Shubham Gupta
Shubham Gupta

Reputation: 13

Linear Search Code in python

This is linear search code but it is not working can anyone help me out!!

data = []
n = int(raw_input('Enter how many elements you want: '))
for i in range(0, n):
    x = raw_input('Enter the numbers into the array: ')
    data.append(x)

print(data)

def lSearch(data, s):
    for j in range(len(data)):
        if data[j] == s:
            return j
    return -1

s = int(input('Enter the element do you want to search: '))
result = lSearch(data, s)

if result == -1:
    print("The Element is not found")
else:
    print("The element is an array at index %d",result) 

Upvotes: 0

Views: 976

Answers (2)

Shubham Gupta
Shubham Gupta

Reputation: 13

thanks to everyone.Now , my code is running by a simple change raw_input to input(). data = []

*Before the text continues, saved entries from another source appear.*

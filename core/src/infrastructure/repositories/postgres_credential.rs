// Copyright (c) 2026 Aperture Labs
// SPDX-License-Identifier: AGPL-3.0
//! Postgres-backed `CredentialRepository`.

use crate::domain::credential::{Credential, CredentialId, CredentialProvider, CredentialScope};
use crate::domain::repository::{CredentialRepository, RepositoryError};
use async_trait::async_trait;
use sqlx::{PgPool, Row};

pub struct PostgresCredentialRepository {
    pool: PgPool,
}

impl PostgresCredentialRepository {
    pub fn new(pool: PgPool) -> Self {
        Self { pool }
    }
}

fn scope_str(s: CredentialScope) -> &'static str {
    match s {
        CredentialScope::Workspace => "workspace",
        CredentialScope::Actor => "actor",
    }
}

fn parse_scope(s: &str) -> CredentialScope {
    match s {
        "actor" => CredentialScope::Actor,
        _ => CredentialScope::Workspace,
    }
}

fn provider_str(p: CredentialProvider) -> &'static str {
    match p {
        CredentialProvider::Managed => "managed",
        CredentialProvider::WorkosVault => "workos-vault",
    }
}

fn parse_provider(s: &str) -> CredentialProvider {
    match s {
        "workos-vault" => CredentialProvider::WorkosVault,
        _ => CredentialProvider::Managed,
    }
}

fn row_to_credential(row: sqlx::postgres::PgRow) -> Result<Credential, RepositoryError> {
    let id: uuid::Uuid = row.try_get("id")?;
    let scope_raw: String = row.try_get("scope")?;
    let provider_raw: String = row.try_get("provider")?;
    Ok(Credential {
        id: CredentialId(id),
        workspace: row.try_get("workspace")?,
        source_key: row.try_get("source_key")?,
        scope: parse_scope(&scope_raw),
        actor_id: row.try_get("actor_id")?,
        provider: parse_provider(&provider_raw),
        payload: row.try_get("payload")?,
    })
}

#[async_trait]
impl CredentialRepository for PostgresCredentialRepository {
    async fn save(&self, credential: &Credential) -> Result<(), RepositoryError> {
        sqlx::query(
            r#"
            INSERT INTO credentials (id, workspace, source_key, scope, actor_id, provider, payload)
            VALUES ($1,$2,$3,$4,$5,$6,$7)
            ON CONFLICT (workspace, source_key, scope, actor_id) DO UPDATE SET
                provider = EXCLUDED.provider,
                payload = EXCLUDED.payload
            "#,
        )
        .bind(credential.id.0)
        .bind(&credential.workspace)
        .bind(&credential.source_key)
        .bind(scope_str(credential.scope))
        .bind(&credential.actor_id)
        .bind(provider_str(credential.provider))
        .bind(&credential.payload)
        .execute(&self.pool)
        .await
        .map_err(|e| RepositoryError::Database(e.to_string()))?;
        Ok(())
    }

    async fn find(
        &self,
        workspace: &str,
        source_key: &str,
        scope: CredentialScope,
        actor_id: Option<&str>,
    ) -> Result<Option<Credential>, RepositoryError> {
        let row = sqlx::query(
            r#"
            SELECT * FROM credentials
            WHERE workspace = $1 AND source_key = $2 AND scope = $3
              AND actor_id IS NOT DISTINCT FROM $4
            "#,
        )
        .bind(workspace)
        .bind(source_key)
        .bind(scope_str(scope))
        .bind(actor_id)
        .fetch_optional(&self.pool)
        .await
        .map_err(|e| RepositoryError::Database(e.to_string()))?;
        row.map(row_to_credential).transpose()
    }

    async fn delete(&self, id: CredentialId) -> Result<(), RepositoryError> {
        sqlx::query("DELETE FROM credentials WHERE id = $1")
            .bind(id.0)
            .execute(&self.pool)
            .await
            .map_err(|e| RepositoryError::Database(e.to_string()))?;
        Ok(())
    }
}
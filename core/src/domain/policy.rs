// Copyright (c) 2026 Aperture Labs
// SPDX-License-Identifier: AGPL-3.0

use serde::{Deserialize, Serialize};
use thiserror::Error;
use uuid::Uuid;

#[derive(Debug, Error)]
pub enum PolicyError {
    #[error("invalid pattern: {0}")]
    InvalidPattern(String),
}

#[derive(Debug, Clone, Copy, PartialEq, Eq, PartialOrd, Ord, Serialize, Deserialize)]
#[serde(rename_all = "snake_case")]
pub enum Decision {
    Allow,
    RequireApproval,
    Deny,
}

impl Decision {
    /// Combines two decisions per §4.7's "worst across fields" rule:
    /// `deny > require_approval > allow`.
    pub fn worst(self, other: Decision) -> Decision {
        std::cmp::max(self, other)
    }
}

#[derive(Debug, Clone, Copy, PartialEq, Eq, Hash, Serialize, Deserialize)]
pub struct PolicyId(pub Uuid);

impl PolicyId {
    pub fn new() -> Self {
        Self(Uuid::new_v4())
    }
}

impl Default for PolicyId {
    fn default() -> Self {
        Self::new()
    }
}

#[derive(Debug, Clone, Serialize, Deserialize)]
pub struct AccessPolicy {
    pub id: PolicyId,
    pub workspace: String,
    pub actor: Option<String>,
    pub client: Option<String>,
    /// `*` is a greedy wildcard; every other regex metacharacter in the
    /// pattern is matched literally (§4.6 step 3).
    pub pattern: String,
    pub decision: Decision,
    pub priority: i64,
}

impl AccessPolicy {
    pub fn new(
        workspace: String,
        actor: Option<String>,
        client: Option<String>,
        pattern: String,
        decision: Decision,
        priority: i64,
    ) -> Self {
        Self {
            id: PolicyId::new(),
            workspace,
            actor,
            client,
            pattern,
            decision,
            priority,
        }
    }

    /// Compiles `pattern` to a regex that anchors the full tool path,
    /// escaping everything except `*`, which becomes `.*`.
    pub fn compiled_pattern(&self) -> Result<regex::Regex, PolicyError> {
        compile_wildcard_pattern(&self.pattern)
    }
}

/// Escapes regex metacharacters in `pattern` except `*`, which becomes a
/// greedy `.*`, then anchors the result to match the whole tool path.
pub fn compile_wildcard_pattern(pattern: &str) -> Result<regex::Regex, PolicyError> {
    let mut anchored = String::from("^");
    for part in pattern.split('*') {
        anchored.push_str(&regex::escape(part));
        anchored.push_str(".*");
    }
    if !pattern.ends_with('*') {
        anchored.truncate(anchored.len() - 2);
    }
    anchored.push('$');
    regex::Regex::new(&anchored).map_err(|e| PolicyError::InvalidPattern(e.to_string()))
}

#[cfg(test)]
mod tests {
    use super::*;

    #[test]
    fn decision_worst_orders_deny_highest() {
        assert_eq!(Decision::Allow.worst(Decision::Deny), Decision::Deny);
        assert_eq!(
            Decision::Allow.worst(Decision::RequireApproval),
            Decision::RequireApproval
        );
        assert_eq!(
            Decision::RequireApproval.worst(Decision::Deny),
            Decision::Deny
        );
        assert_eq!(Decision::Allow.worst(Decision::Allow), Decision::Allow);
    }

    #[test]
    fn wildcard_pattern_matches_prefix_family() {
        let re = compile_wildcard_pattern("x.*").unwrap();
        assert!(re.is_match("x.read"));
        assert!(re.is_match("x.write"));
        assert!(!re.is_match("y.read"));
    }

    #[test]
    fn exact_pattern_does_not_match_siblings() {
        let re = compile_wildcard_pattern("x.read").unwrap();
        assert!(re.is_match("x.read"));
        assert!(!re.is_match("x.readmore"));
    }

    #[test]
    fn pattern_escapes_other_regex_metacharacters() {
        let re = compile_wildcard_pattern("admin.send+announcement").unwrap();
        assert!(re.is_match("admin.send+announcement"));
        assert!(!re.is_match("admin.sendXannouncement"));
    }
}
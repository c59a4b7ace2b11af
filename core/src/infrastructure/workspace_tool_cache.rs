// Copyright (c) 2026 Aperture Labs
// SPDX-License-Identifier: AGPL-3.0
//! Workspace Tool Cache storage (§4.5): a signature-keyed snapshot of
//! compiled tool artifacts per workspace, plus out-of-band storage for large
//! per-source typedef blobs. Grounded on
//! `infrastructure::tool_router::rebuild_index`'s rebuild-on-change pattern,
//! adapted from an in-process capability index to a durable, signature-
//! invalidated snapshot.
//!
//! The snapshot never stores invoker closures (§9 "Closures across
//! caches") — only the serializable `CompiledArtifact` list. Rehydrating a
//! live `ToolDefinition` set from a snapshot is `application::
//! workspace_tool_cache_service`'s job, since it requires re-applying the
//! compiler's artifact-to-invoker step.

use crate::domain::tool::CompiledArtifact;
use async_trait::async_trait;
use sha2::{Digest, Sha256};
use std::collections::HashMap;
use std::sync::{Arc, RwLock};

/// Bumped whenever the cache entry shape changes; folded into the signature
/// so a version bump invalidates every existing entry at once (§4.5, §9).
pub const CACHE_VERSION_TAG: &str = "v1";

#[derive(Debug, Clone)]
pub struct CachedSnapshot {
    pub signature: String,
    pub artifacts: Vec<CompiledArtifact>,
    pub dts_storage_ids: HashMap<String, String>,
}

/// One row per enabled `ToolSource`, used to compute the signature.
pub struct SourceSignatureInput<'a> {
    pub source_id: &'a str,
    pub updated_at: chrono::DateTime<chrono::Utc>,
    pub enabled: bool,
}

/// `versionTag | workspaceId | sorted(sourceId:updatedAt:enabledFlag)` (§4.5).
pub fn compute_signature(workspace_id: &str, sources: &[SourceSignatureInput<'_>]) -> String {
    let mut parts: Vec<String> = sources
        .iter()
        .map(|s| format!("{}:{}:{}", s.source_id, s.updated_at.timestamp_millis(), s.enabled))
        .collect();
    parts.sort();
    let joined = format!("{CACHE_VERSION_TAG}|{workspace_id}|{}", parts.join(","));
    let mut hasher = Sha256::new();
    hasher.update(joined.as_bytes());
    format!("{:x}", hasher.finalize())
}

#[async_trait]
pub trait WorkspaceToolCacheStore: Send + Sync {
    async fn get(&self, workspace: &str, signature: &str) -> Option<CachedSnapshot>;

    /// Best-effort write (§4.5 step 2e): failures are logged by the caller
    /// and never prevent returning the freshly built tool map.
    async fn put(&self, workspace: &str, snapshot: CachedSnapshot, typedef_blobs: HashMap<String, String>);

    async fn get_typedef_blob(&self, storage_id: &str) -> Option<String>;
}

#[derive(Default)]
pub struct InMemoryWorkspaceToolCacheStore {
    snapshots: Arc<RwLock<HashMap<String, CachedSnapshot>>>,
    typedef_blobs: Arc<RwLock<HashMap<String, String>>>,
}

impl InMemoryWorkspaceToolCacheStore {
    pub fn new() -> Self {
        Self::default()
    }
}

#[async_trait]
impl WorkspaceToolCacheStore for InMemoryWorkspaceToolCacheStore {
    async fn get(&self, workspace: &str, signature: &str) -> Option<CachedSnapshot> {
        let snapshots = self.snapshots.read().unwrap();
        let snapshot = snapshots.get(workspace)?;
        if snapshot.signature == signature {
            Some(snapshot.clone())
        } else {
            None
        }
    }

    async fn put(&self, workspace: &str, snapshot: CachedSnapshot, typedef_blobs: HashMap<String, String>) {
        {
            let mut blobs = self.typedef_blobs.write().unwrap();
            for (storage_id, contents) in typedef_blobs {
                blobs.insert(storage_id, contents);
            }
        }
        self.snapshots.write().unwrap().insert(workspace.to_string(), snapshot);
    }

    async fn get_typedef_blob(&self, storage_id: &str) -> Option<String> {
        self.typedef_blobs.read().unwrap().get(storage_id).cloned()
    }
}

n = int(input('Enter how many elements you want: '))

for i in range(0, n):

x = input('Enter the numbers into the array: ')

data.append(x)

k = sorted(data)

print(k)

def lSearch(k, s):

for j in range(len(k)):

    if k[j] == s:

        return j

return -1

s = int(input('Enter the element do you want to search: '))

result = lSearch(k, s)

if result == -1:

print("The Element is not found")

else:

print("The element is an array at index %d",result) 

Upvotes: -2

TerryA
TerryA

Reputation: 60024

s is an integer, but your list will be full of strings since you append x to it.

x = raw_input('Enter the numbers into the array: ')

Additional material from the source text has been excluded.